*RECORDS PROVIDED*.
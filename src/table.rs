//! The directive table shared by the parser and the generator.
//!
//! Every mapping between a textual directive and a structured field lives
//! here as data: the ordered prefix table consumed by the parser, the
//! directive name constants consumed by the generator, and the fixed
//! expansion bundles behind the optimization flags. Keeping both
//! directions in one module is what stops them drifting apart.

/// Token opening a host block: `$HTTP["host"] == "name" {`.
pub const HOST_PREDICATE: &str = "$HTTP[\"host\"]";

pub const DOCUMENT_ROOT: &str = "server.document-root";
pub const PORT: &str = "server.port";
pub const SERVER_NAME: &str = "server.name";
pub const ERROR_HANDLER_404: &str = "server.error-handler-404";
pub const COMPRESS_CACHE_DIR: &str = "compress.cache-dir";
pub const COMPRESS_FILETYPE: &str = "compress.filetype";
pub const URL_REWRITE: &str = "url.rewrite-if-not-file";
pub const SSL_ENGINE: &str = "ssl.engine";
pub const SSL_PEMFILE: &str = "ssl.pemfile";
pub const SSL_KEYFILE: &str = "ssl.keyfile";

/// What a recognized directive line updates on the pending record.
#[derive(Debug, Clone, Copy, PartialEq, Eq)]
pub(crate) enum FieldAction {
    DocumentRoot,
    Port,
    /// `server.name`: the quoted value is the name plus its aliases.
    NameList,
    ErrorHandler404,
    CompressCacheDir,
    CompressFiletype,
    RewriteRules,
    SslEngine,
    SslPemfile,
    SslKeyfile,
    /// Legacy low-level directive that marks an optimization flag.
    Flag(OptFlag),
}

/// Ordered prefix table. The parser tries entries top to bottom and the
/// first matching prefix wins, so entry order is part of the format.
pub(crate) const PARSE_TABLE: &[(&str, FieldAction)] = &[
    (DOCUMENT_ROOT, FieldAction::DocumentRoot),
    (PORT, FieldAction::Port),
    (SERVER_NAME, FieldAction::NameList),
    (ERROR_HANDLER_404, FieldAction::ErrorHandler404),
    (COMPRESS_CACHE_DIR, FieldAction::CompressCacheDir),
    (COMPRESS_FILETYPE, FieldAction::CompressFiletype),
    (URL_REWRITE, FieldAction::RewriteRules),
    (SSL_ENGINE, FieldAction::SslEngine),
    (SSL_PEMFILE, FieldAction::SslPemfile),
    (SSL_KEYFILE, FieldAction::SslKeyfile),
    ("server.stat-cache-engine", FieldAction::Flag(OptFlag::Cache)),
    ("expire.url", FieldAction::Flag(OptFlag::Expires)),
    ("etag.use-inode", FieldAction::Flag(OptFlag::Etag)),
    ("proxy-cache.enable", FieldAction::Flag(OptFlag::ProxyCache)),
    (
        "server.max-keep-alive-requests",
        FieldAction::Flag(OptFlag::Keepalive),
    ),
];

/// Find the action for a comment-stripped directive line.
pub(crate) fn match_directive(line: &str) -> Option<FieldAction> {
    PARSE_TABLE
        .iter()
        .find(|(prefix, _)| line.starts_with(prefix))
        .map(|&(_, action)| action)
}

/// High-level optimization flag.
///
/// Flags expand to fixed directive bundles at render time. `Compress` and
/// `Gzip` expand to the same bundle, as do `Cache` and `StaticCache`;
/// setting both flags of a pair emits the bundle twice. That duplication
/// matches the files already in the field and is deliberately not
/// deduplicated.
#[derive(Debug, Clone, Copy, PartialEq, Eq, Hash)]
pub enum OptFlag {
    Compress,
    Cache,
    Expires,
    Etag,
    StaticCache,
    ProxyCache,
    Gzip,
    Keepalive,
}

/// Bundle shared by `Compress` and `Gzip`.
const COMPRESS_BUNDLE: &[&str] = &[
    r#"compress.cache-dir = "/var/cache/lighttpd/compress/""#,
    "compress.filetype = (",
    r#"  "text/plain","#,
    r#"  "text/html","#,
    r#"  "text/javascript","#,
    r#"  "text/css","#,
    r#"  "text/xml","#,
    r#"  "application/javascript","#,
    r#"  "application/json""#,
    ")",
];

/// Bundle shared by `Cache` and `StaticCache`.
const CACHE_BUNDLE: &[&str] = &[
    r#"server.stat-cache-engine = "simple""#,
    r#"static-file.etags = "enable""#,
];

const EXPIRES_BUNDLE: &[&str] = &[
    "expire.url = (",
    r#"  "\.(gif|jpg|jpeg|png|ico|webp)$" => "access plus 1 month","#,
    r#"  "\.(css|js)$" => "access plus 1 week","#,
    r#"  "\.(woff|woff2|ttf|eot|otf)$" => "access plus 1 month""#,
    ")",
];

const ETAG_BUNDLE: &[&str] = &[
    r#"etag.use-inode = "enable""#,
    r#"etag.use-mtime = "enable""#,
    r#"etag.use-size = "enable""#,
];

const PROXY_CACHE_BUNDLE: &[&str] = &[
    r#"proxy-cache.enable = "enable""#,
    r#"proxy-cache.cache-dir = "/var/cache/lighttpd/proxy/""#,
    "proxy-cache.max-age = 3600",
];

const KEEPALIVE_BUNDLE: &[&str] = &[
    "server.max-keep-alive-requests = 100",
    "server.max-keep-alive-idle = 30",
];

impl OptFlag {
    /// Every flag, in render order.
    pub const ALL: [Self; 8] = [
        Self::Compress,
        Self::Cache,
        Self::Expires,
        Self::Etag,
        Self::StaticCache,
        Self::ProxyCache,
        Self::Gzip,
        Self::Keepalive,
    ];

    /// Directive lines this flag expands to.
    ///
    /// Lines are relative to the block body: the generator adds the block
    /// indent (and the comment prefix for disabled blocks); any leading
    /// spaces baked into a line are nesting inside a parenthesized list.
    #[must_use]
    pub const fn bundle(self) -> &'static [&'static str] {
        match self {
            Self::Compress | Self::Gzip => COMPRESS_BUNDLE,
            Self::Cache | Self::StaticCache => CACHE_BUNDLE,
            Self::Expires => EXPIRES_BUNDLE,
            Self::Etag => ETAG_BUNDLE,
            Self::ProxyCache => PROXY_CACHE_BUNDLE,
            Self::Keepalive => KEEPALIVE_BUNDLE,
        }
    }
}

*WHAT YOU HAVE TO DO*.
Only an exact copy of the lines from the beginning of the listing through the line with "pub const SERVER_NAME: &str", both included, belongs in the answer.

*RESPONSE BOX*.
filename src/table.rs
//! The directive table shared by the parser and the generator.
//!
//! Every mapping between a textual directive and a structured field lives
//! here as data: the ordered prefix table consumed by the parser, the
//! directive name constants consumed by the generator, and the fixed
//! expansion bundles behind the optimization flags. Keeping both
//! directions in one module is what stops them drifting apart.

/// Token opening a host block: `$HTTP["host"] == "name" {`.
pub const HOST_PREDICATE: &str = "$HTTP[\"host\"]";

pub const DOCUMENT_ROOT: &str = "server.document-root";
pub const PORT: &str = "server.port";
pub const SERVER_NAME: &str = "server.name";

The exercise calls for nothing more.